Gatwick installs 2000 indoor navigation beacons enabling Augmented Reality wayfinding
New technology forms part of Gatwick’s £2.5 billion transformation programme
System to make it easier for passengers to find their way around the airport and avoid missing flights
Battery powered beacons reduced costs and complexity and were deployed in just three weeks
Around 2000 beacons have been installed across Gatwick Airport’s two terminals providing an indoor navigation system that is much more reliable than GPS and that enables augmented reality wayfinding for passengers – a world first for an airport.
The lack of satellite signals makes road-based navigation systems – such as Google or Apple maps – unreliable indoors, so Gatwick has deployed a beacon based positioning system to enable reliable ‘blue dot’ on indoor maps, which in time can be used within a range of mobile airport, airline or third party apps.
The beacon system also enables an Augmented Reality wayfinding tool – so passengers can be shown directions in the camera view of their mobile device – making it easier for passengers to locate check in areas, departure gates, baggage belts etc.
The new navigation technology is currently being integrated into some of the Gatwick apps and the airport is also in discussion with airlines to enable the indoor positioning and wayfinding tools to also feature on their app services.

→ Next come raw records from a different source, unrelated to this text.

//! Whisper backend, built on whisper-rs.

use std::path::Path;

use whisper_rs::{
    FullParams, SamplingStrategy, WhisperContext, WhisperContextParameters, WhisperState,
};

use super::{SpeechEngine, Transcript};
use crate::{model, wav, Error, Result};

/// Whisper decodes 16 kHz audio; other rates are resampled on the way in.
const WHISPER_SAMPLE_RATE: u32 = 16000;

/// Whisper speech engine with a French language hint.
///
/// The model is resolved by size name (`tiny` through `large`) and downloaded
/// to the cache directory on first use.
pub struct WhisperEngine {
    state: WhisperState,
    threads: i32,
    f32_buffer: Vec<f32>,
}

impl WhisperEngine {
    pub fn new(model_size: &str) -> Result<Self> {
        let path = model::ensure_whisper_model(model_size)?;
        let path_str = path
            .to_str()
            .ok_or_else(|| Error::Model("invalid model path".into()))?;

        let ctx = WhisperContext::new_with_params(path_str, WhisperContextParameters::default())
            .map_err(|e| Error::Model(format!("failed to load model: {}", e)))?;
        let state = ctx
            .create_state()
            .map_err(|e| Error::Engine(format!("failed to create state: {}", e)))?;

        Ok(Self {
            state,
            threads: (num_cpus::get() as i32).clamp(1, 4),
            f32_buffer: Vec::with_capacity(WHISPER_SAMPLE_RATE as usize),
        })
    }

    /// Normalize i16 samples to f32 and resample to 16 kHz when needed.
    fn prepare_audio(&mut self, samples: &[i16], sample_rate: u32) {
        self.f32_buffer.clear();
        if sample_rate == WHISPER_SAMPLE_RATE {
            self.f32_buffer.reserve(samples.len());
            for &s in samples {
                self.f32_buffer.push(s as f32 / 32768.0);
            }
        } else {
            // Linear interpolation keeps this dependency-free; the input is
            // speech, not music.
            let ratio = sample_rate as f32 / WHISPER_SAMPLE_RATE as f32;
            let out_len = (samples.len() as f32 / ratio).max(1.0) as usize;
            self.f32_buffer.reserve(out_len);
            for i in 0..out_len {
                let pos = i as f32 * ratio;
                let i0 = pos.floor() as usize;
                let i1 = (i0 + 1).min(samples.len().saturating_sub(1));
                let t = pos - i0 as f32;
                let s0 = samples[i0] as f32 / 32768.0;
                let s1 = samples[i1] as f32 / 32768.0;
                self.f32_buffer.push(s0 * (1.0 - t) + s1 * t);
            }
        }
    }

    fn make_params(threads: i32) -> FullParams<'static, 'static> {
        let mut params = FullParams::new(SamplingStrategy::Greedy { best_of: 1 });
        params.set_n_threads(threads);
        params.set_translate(false);
        params.set_language(Some("fr"));
        params.set_print_progress(false);
        params.set_print_special(false);
        params.set_print_realtime(false);
        params.set_print_timestamps(false);
        params.set_suppress_blank(true);
        params.set_suppress_non_speech_tokens(true);
        params.set_token_timestamps(false);
        params.set_temperature(0.0);
        params.set_temperature_inc(0.2);
        params.set_entropy_thold(2.4);
        params.set_logprob_thold(-1.0);
        params.set_no_speech_thold(0.6);
        params
    }
}

impl SpeechEngine for WhisperEngine {
    fn name(&self) -> &str {
        "whisper"
    }

    fn transcribe_file(&mut self, path: &Path) -> Result<Transcript> {
        let (sample_rate, samples) = wav::read_mono_samples(path)?;
        if samples.is_empty() {
            return Ok(Transcript::default());
        }

        self.prepare_audio(&samples, sample_rate);
        if self.f32_buffer.len() < WHISPER_SAMPLE_RATE as usize {
            return Err(Error::Engine(format!(
                "audio too short: {} samples (Whisper needs at least 1 second)",
                self.f32_buffer.len()
            )));
        }

        let params = Self::make_params(self.threads);
        self.state
            .full(params, &self.f32_buffer)
            .map_err(|e| Error::Engine(format!("inference failed: {}", e)))?;

        let n = self
            .state
            .full_n_segments()
            .map_err(|e| Error::Engine(format!("failed to get segments: {}", e)))?;

        let mut text = String::new();
        for i in 0..n {
            if let Ok(segment) = self.state.full_get_segment_text(i) {
                if !text.is_empty() {
                    text.push(' ');
                }
                text.push_str(segment.trim());
            }
        }

        Ok(Transcript {
            text,
            words: Vec::new(),
        })
    }
}
//! SQLite Storage Executor
//!
//! Implements the `StorageExecutor` trait using `sqlx` with the native
//! SQLite driver.
//!
//! ## Features
//!
//! - Table-name prefix substitution for the `*PREFIX*` token
//! - Positional parameter binding for all `SqlValue` variants
//! - Row conversion into column/value maps
//! - Unique-constraint violations reported as their own error variant

use async_trait::async_trait;
use sqlx::{Column, Pool, Row, Sqlite};
use std::collections::HashMap;
use storage_traits::{
    Result as StorageResult, SqlRow, SqlValue, StorageError, StorageExecutor, PREFIX_TOKEN,
};
use tracing::debug;

use crate::db::{create_pool, DatabaseConfig, DEFAULT_TABLE_PREFIX};
use crate::error::Result;

/// SQLite implementation of `StorageExecutor`
///
/// Wraps a `sqlx::Pool<Sqlite>` and renders the `*PREFIX*` token into the
/// configured table-name prefix before preparing each statement.
pub struct SqliteStore {
    pool: Pool<Sqlite>,
    table_prefix: String,
}

impl SqliteStore {
    /// Create a store with its own connection pool.
    ///
    /// Builds the pool via [`create_pool`], which also runs migrations and
    /// a health check. The store keeps the config's table prefix.
    pub async fn connect(config: DatabaseConfig) -> Result<Self> {
        let table_prefix = config.table_prefix.clone();
        let pool = create_pool(config).await?;
        Ok(Self { pool, table_prefix })
    }

    /// Wrap an existing pool, using the default table prefix.
    pub fn from_pool(pool: Pool<Sqlite>) -> Self {
        Self {
            pool,
            table_prefix: DEFAULT_TABLE_PREFIX.to_string(),
        }
    }

    /// Wrap an existing pool with an explicit table prefix.
    pub fn with_prefix(pool: Pool<Sqlite>, table_prefix: impl Into<String>) -> Self {
        Self {
            pool,
            table_prefix: table_prefix.into(),
        }
    }

    /// Get a reference to the underlying connection pool
    pub fn pool(&self) -> &Pool<Sqlite> {
        &self.pool
    }

    /// Render a statement template into executable SQL.
    fn render(&self, statement: &str) -> String {
        statement.replace(PREFIX_TOKEN, &self.table_prefix)
    }

    /// Convert a sqlx Row to a SqlRow (HashMap)
    fn row_to_sql_row(row: &sqlx::sqlite::SqliteRow) -> SqlRow {
        let mut result = HashMap::new();

        for column in row.columns() {
            let column_name = column.name().to_string();

            // Try to get the value as different types
            let value = if let Ok(v) = row.try_get::<Option<i64>, _>(column.ordinal()) {
                v.map(SqlValue::Integer).unwrap_or(SqlValue::Null)
            } else if let Ok(v) = row.try_get::<Option<f64>, _>(column.ordinal()) {
                v.map(SqlValue::Real).unwrap_or(SqlValue::Null)
            } else if let Ok(v) = row.try_get::<Option<String>, _>(column.ordinal()) {
                v.map(SqlValue::Text).unwrap_or(SqlValue::Null)
            } else if let Ok(v) = row.try_get::<Option<Vec<u8>>, _>(column.ordinal()) {
                v.map(SqlValue::Blob).unwrap_or(SqlValue::Null)
            } else {
                SqlValue::Null
            };

            result.insert(column_name, value);
        }

        result
    }

    /// Convert SqlValue parameters to sqlx-compatible format
    fn bind_params<'q>(
        query: sqlx::query::Query<'q, Sqlite, sqlx::sqlite::SqliteArguments<'q>>,
        params: &'q [SqlValue],
    ) -> sqlx::query::Query<'q, Sqlite, sqlx::sqlite::SqliteArguments<'q>> {
        let mut query = query;
        for param in params {
            query = match param {
                SqlValue::Null => query.bind(None::<i64>),
                SqlValue::Integer(i) => query.bind(i),
                SqlValue::Real(r) => query.bind(r),
                SqlValue::Text(s) => query.bind(s.as_str()),
                SqlValue::Blob(b) => query.bind(b.as_slice()),
            };
        }
        query
    }
}

/// Classify a sqlx failure into the executor error contract.
fn map_error(error: sqlx::Error) -> StorageError {
    match &error {
        sqlx::Error::PoolTimedOut | sqlx::Error::PoolClosed | sqlx::Error::Io(_) => {
            StorageError::Unavailable(error.to_string())
        }
        sqlx::Error::Database(db_error)
            if matches!(db_error.kind(), sqlx::error::ErrorKind::UniqueViolation) =>
        {
            StorageError::UniqueViolation(error.to_string())
        }
        _ => StorageError::Statement(error.to_string()),
    }
}

#[async_trait]
impl StorageExecutor for SqliteStore {
    async fn query(&self, statement: &str, params: &[SqlValue]) -> StorageResult<Vec<SqlRow>> {
        let sql = self.render(statement);
        debug!(statement = %sql, param_count = params.len(), "Executing query");

        let sqlx_query = Self::bind_params(sqlx::query(&sql), params);
        let rows = sqlx_query.fetch_all(&self.pool).await.map_err(map_error)?;

        let result: Vec<SqlRow> = rows.iter().map(Self::row_to_sql_row).collect();

        debug!(row_count = result.len(), "Query executed successfully");
        Ok(result)
    }

    async fn query_one_optional(
        &self,
        statement: &str,
        params: &[SqlValue],
    ) -> StorageResult<Option<SqlRow>> {
        let sql = self.render(statement);
        debug!(statement = %sql, param_count = params.len(), "Executing query_one_optional");

        let sqlx_query = Self::bind_params(sqlx::query(&sql), params);
        let row = sqlx_query
            .fetch_optional(&self.pool)
            .await
            .map_err(map_error)?;

        Ok(row.as_ref().map(Self::row_to_sql_row))
    }

    async fn query_one(&self, statement: &str, params: &[SqlValue]) -> StorageResult<SqlRow> {
        let sql = self.render(statement);
        debug!(statement = %sql, param_count = params.len(), "Executing query_one");

        let sqlx_query = Self::bind_params(sqlx::query(&sql), params);
        let row = sqlx_query.fetch_one(&self.pool).await.map_err(map_error)?;

        Ok(Self::row_to_sql_row(&row))
    }

    async fn execute(&self, statement: &str, params: &[SqlValue]) -> StorageResult<u64> {
        let sql = self.render(statement);
        debug!(statement = %sql, param_count = params.len(), "Executing statement");

        let sqlx_query = Self::bind_params(sqlx::query(&sql), params);
        let result = sqlx_query.execute(&self.pool).await.map_err(map_error)?;

        let rows_affected = result.rows_affected();
        debug!(rows_affected, "Statement executed successfully");

        Ok(rows_affected)
    }
}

No personal data will be collected by Gatwick although generic information on ‘people densities’ in different beacon zones may help to improve airport operations including queue measurement, streamlining passenger flows and reducing congestion.
Airlines could go further – and with the consent of their passengers – may send reminders on their airline app to late running passengers, for example, or find out where they are and make an informed decision on whether to wait or offload their luggage so the aircraft can take off on time.
Retailers and other third parties may also use the beacon system to detect proximity and send relevant offers or promotional messages, if the passenger has chosen to receive them.
Battery powered beacons kept logistical complexity and costs low, with deployment taking just three weeks, followed by two months of testing and calibration.
The new technology is part of Gatwick’s £2.5 billion investment programme to transform the airport.